OH-initiated oxidation of sub-micron unsaturated fatty acid particles

The heterogeneous reaction of OH radicals with sub-micron unsaturated fatty acid particles in the presence of H₂O₂ and O₂ is studied to explore how surface OH addition reactions initiate chain reactions that rapidly transform the chemical composition of an organic particle. In the presence of 20.7 ppm [H₂O₂] in a 10% mixture of O₂ in N₂, the effective uptake coefficients of oleic acid, linoleic acid and linolenic acid are found to be 1.72 ± 0.08, 3.75 ± 0.18 and 5.73 ± 0.14, respectively. These effective uptake coefficients are larger than unity, providing clear evidence for particle-phase secondary chain chemistry.

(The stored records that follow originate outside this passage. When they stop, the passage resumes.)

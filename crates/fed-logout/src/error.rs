//! Logout error types.

use fed_core::error::{Classify, ErrorKind};
use fed_protocol_saml::SamlError;
use fed_session::SessionError;
use thiserror::Error;

/// Result type for logout operations.
pub type LogoutResult<T> = Result<T, LogoutError>;

/// Errors raised while running a logout saga.
///
/// Only [`LogoutError::Session`] and [`LogoutError::Internal`] escape the
/// orchestrator; the others are scoped to one partner and end up as an
/// abandoned entry in the summary.
#[derive(Debug, Error)]
pub enum LogoutError {
    /// Session store failure.
    #[error(transparent)]
    Session(#[from] SessionError),

    /// Message could not be built, parsed or verified.
    #[error(transparent)]
    Protocol(#[from] SamlError),

    /// Partner unreachable.
    #[error("transport error talking to {endpoint}: {message}")]
    Transport {
        /// Endpoint called.
        endpoint: String,
        /// Failure description.
        message: String,
    },

    /// Partner answered but did not log the user out.
    #[error("partner {entity_id} answered {status}")]
    PartnerRefused {
        /// Partner entity ID.
        entity_id: String,
        /// Top-level status code.
        status: String,
    },

    /// Anything else.
    #[error("internal error: {0}")]
    Internal(String),
}

impl Classify for LogoutError {
    fn kind(&self) -> ErrorKind {
        match self {
            Self::Session(err) => err.kind(),
            Self::Protocol(err) => err.kind(),
            Self::Transport { .. } | Self::PartnerRefused { .. } => ErrorKind::Transport,
            Self::Internal(_) => ErrorKind::Internal,
        }
    }
}
//! Signed adapter results.
//!
//! The payload order is `RequestID, Destination, ResultCode, ServerID`
//! followed by the optional `UID` and `Attributes`. Attributes are
//! serialized as a JSON object of name to value list and base64-encoded
//! before concatenation.

use std::collections::BTreeMap;

use base64::Engine;
use fed_crypto::PublicKey;
use fed_protocol_saml::signature::{MessageKind, PayloadFields};
use fed_protocol_saml::{SamlError, Signable, SignatureEngine, SignatureValue};

use crate::adapter::{AdapterOutcome, AdapterRequest, ResultCode};
use crate::error::{SpiError, SpiResult};

/// Result of an adapter run, signed by this server.
#[derive(Debug, Clone, PartialEq, Eq)]
pub struct AdapterResponse {
    /// Request this answers.
    pub request_id: String,
    /// Delivery URL.
    pub destination: String,
    /// Outcome.
    pub result_code: ResultCode,
    /// Entity ID of the signing server.
    pub server_id: String,
    /// Authenticated user.
    pub uid: Option<String>,
    /// Released attributes.
    pub attributes: BTreeMap<String, Vec<String>>,
    /// Signature over the payload.
    pub signature: Option<SignatureValue>,
}

impl AdapterResponse {
    /// Builds an unsigned response for `request`.
    #[must_use]
    pub fn from_outcome(request: &AdapterRequest, outcome: AdapterOutcome) -> Self {
        Self {
            request_id: request.request_id.clone(),
            destination: request.destination.clone(),
            result_code: outcome.result_code,
            server_id: request.server_id.clone(),
            uid: outcome.uid,
            attributes: outcome.attributes,
            signature: None,
        }
    }

    fn attribute_bytes(&self) -> Option<Vec<u8>> {
        if self.attributes.is_empty() {
            return None;
        }
        serde_json::to_vec(&self.attributes).ok()
    }

    /// Signs with the server key.
    ///
    /// # Errors
    ///
    /// Returns an error if a required field is empty or signing fails.
    pub fn sign(&mut self, engine: &SignatureEngine) -> SpiResult<()> {
        engine.sign_message(self, None)?;
        Ok(())
    }

    /// Checks the signature against `keys`.
    ///
    /// # Errors
    ///
    /// Returns a protocol error for a missing field, and
    /// [`SamlError::SignatureInvalid`] when unsigned or not verifiable.
    pub fn verify(&self, keys: &[PublicKey]) -> SpiResult<()> {
        let payload = self.signing_payload()?;
        let signature = self
            .signature
            .as_ref()
            .ok_or_else(|| SamlError::SignatureInvalid("unsigned adapter response".to_string()))?;
        if SignatureEngine::verify(&payload, signature, keys) {
            Ok(())
        } else {
            Err(SamlError::SignatureInvalid(format!(
                "adapter response {} from {}",
                self.request_id, self.server_id
            ))
            .into())
        }
    }

    /// Form parameters carrying the response.
    #[must_use]
    pub fn to_parameters(&self) -> Vec<(&'static str, String)> {
        let mut params = vec![
            ("RequestID", self.request_id.clone()),
            ("Destination", self.destination.clone()),
            ("ResultCode", self.result_code.code().to_string()),
            ("ServerID", self.server_id.clone()),
        ];
        if let Some(uid) = &self.uid {
            params.push(("UID", uid.clone()));
        }
        if let Some(bytes) = self.attribute_bytes() {
            params.push((
                "Attributes",
                base64::engine::general_purpose::STANDARD.encode(bytes),
            ));
        }
        if let Some(signature) = &self.signature {
            params.push(("SigAlg", signature.algorithm.uri().to_string()));
            params.push(("Signature", signature.to_base64()));
        }
        params
    }

    /// Reads a response from form parameters.
    ///
    /// # Errors
    ///
    /// Returns a protocol error for a missing or malformed field.
    pub fn from_parameters(params: &BTreeMap<String, String>) -> SpiResult<Self> {
        let field = |name: &str| {
            params
                .get(name)
                .cloned()
                .ok_or_else(|| SamlError::MissingElement(name.to_string()))
        };
        let code = field("ResultCode")?;
        let result_code = ResultCode::from_code(&code)
            .ok_or_else(|| SamlError::InvalidResponse(format!("unknown result code {code}")))?;
        let attributes = match params.get("Attributes") {
            Some(encoded) => {
                let bytes = base64::engine::general_purpose::STANDARD
                    .decode(encoded)
                    .map_err(SamlError::from)?;
                serde_json::from_slice(&bytes).map_err(|e| {
                    SpiError::Protocol(SamlError::InvalidResponse(format!(
                        "malformed attributes: {e}"
                    )))
                })?
            }
            None => BTreeMap::new(),
        };
        let signature = match (params.get("SigAlg"), params.get("Signature")) {
            (Some(alg), Some(value)) => Some(SignatureValue::from_parts(alg, value)?),
            _ => None,
        };

        Ok(Self {
            request_id: field("RequestID")?,
            destination: field("Destination")?,
            result_code,
            server_id: field("ServerID")?,
            uid: params.get("UID").cloned(),
            attributes,
            signature,
        })
    }
}

impl Signable for AdapterResponse {
    fn kind(&self) -> MessageKind {
        MessageKind::AdapterResponse
    }

    fn signing_fields(&self) -> PayloadFields {
        let fields = PayloadFields::new()
            .text("RequestID", self.request_id.clone())
            .text("Destination", self.destination.clone())
            .text("ResultCode", self.result_code.code())
            .text("ServerID", self.server_id.clone())
            .opt_text("UID", self.uid.clone());
        match self.attribute_bytes() {
            Some(bytes) => fields.bytes("Attributes", bytes),
            None => fields,
        }
    }

    fn issuer(&self) -> &str {
        &self.server_id
    }

    fn signature(&self) -> Option<&SignatureValue> {
        self.signature.as_ref()
    }

    fn set_signature(&mut self, signature: Option<SignatureValue>) {
        self.signature = signature;
    }
}

#[cfg(test)]
mod tests {
    use std::sync::Arc;
    use std::time::Duration;

    use fed_crypto::PrivateKey;
    use fed_metadata::{HttpMetadataFetcher, MetadataCache};
    use fed_trust::{TrustPolicy, TrustStore};
    use rcgen::KeyPair;

    use super::*;

    fn engine() -> SignatureEngine {
        let fetcher = HttpMetadataFetcher::new(Duration::from_secs(1)).unwrap();
        let metadata = Arc::new(MetadataCache::new(
            Vec::new(),
            Arc::new(TrustStore::new(None, None)),
            TrustPolicy::permissive(),
            Arc::new(fetcher),
        ));
        let pair = KeyPair::generate().unwrap();
        SignatureEngine::new(PrivateKey::from_der(&pair.serialize_der()).unwrap(), None, metadata)
            .unwrap()
    }

    fn response() -> AdapterResponse {
        let request = AdapterRequest {
            request_id: "req-7".to_string(),
            destination: "https://idp.example.com/adapter".to_string(),
            server_id: "https://idp.example.com".to_string(),
            level: 10,
        };
        AdapterResponse::from_outcome(
            &request,
            AdapterOutcome::success("alice").with_attribute("mail", "alice@example.com"),
        )
    }

    #[test]
    fn signed_response_verifies_and_detects_tampering() {
        let engine = engine();
        let mut response = response();
        response.sign(&engine).unwrap();
        let keys = [engine.server_public_key()];
        response.verify(&keys).unwrap();

        let mut tampered = response.clone();
        tampered.uid = Some("mallory".to_string());
        assert!(matches!(
            tampered.verify(&keys),
            Err(SpiError::Protocol(SamlError::SignatureInvalid(_)))
        ));

        let mut tampered = response;
        tampered
            .attributes
            .insert("role".to_string(), vec!["admin".to_string()]);
        assert!(tampered.verify(&keys).is_err());
    }

    #[test]
    fn missing_field_is_rejected_before_signature() {
        let engine = engine();
        let mut response = response();
        response.sign(&engine).unwrap();
        response.server_id.clear();
        assert!(matches!(
            response.verify(&[engine.server_public_key()]),
            Err(SpiError::Protocol(SamlError::MissingElement(name))) if name == "ServerID"
        ));
    }

    #[test]
    fn travels_as_form_parameters() {
        let engine = engine();
        let mut response = response();
        response.sign(&engine).unwrap();

        let params: BTreeMap<String, String> = response
            .to_parameters()
            .into_iter()
            .map(|(k, v)| (k.to_string(), v))
            .collect();
        let parsed = AdapterResponse::from_parameters(&params).unwrap();
        assert_eq!(parsed, response);
        parsed.verify(&[engine.server_public_key()]).unwrap();
    }

    #[test]
    fn failed_outcome_carries_no_uid() {
        let request = AdapterRequest {
            request_id: "req-8".to_string(),
            destination: "https://idp/adapter".to_string(),
            server_id: "https://idp".to_string(),
            level: 5,
        };
        let response =
            AdapterResponse::from_outcome(&request, AdapterOutcome::failure(ResultCode::Failed));
        let payload = response.signing_payload().unwrap();
        assert_eq!(payload.as_bytes(), b"req-8https://idp/adapter1https://idp");
    }
}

The effective uptake coefficient increases linearly with the number of CC double bonds in the unsaturated fatty acid molecule. Elemental composition analysis reveals that there is an addition of, on average, 0.57 ± 0.02, 0.61 ± 0.01 and 0.73 ± 0.04 O atoms per reactive loss of oleic acid, linoleic acid and linolenic acid, respectively, which suggests that OH addition to the CC double bond is not the sole reaction pathway that consumes the molecular species. These results suggest the potential presence of secondary reactions that consume the unsaturated fatty acid molecular species without increasing the particulate oxygen content. As the unsaturated fatty acid particles become more oxygenated, volatilization also becomes significant. The magnitudes of the effective uptake coefficients are found to be dependent on the concentrations of OH, O₂ and H₂O₂ in the flow reactor. A plausible reaction mechanism is presented to show how surface OH addition reactions initiate chain reactions that rapidly transform an unsaturated organic particle's physicochemical properties.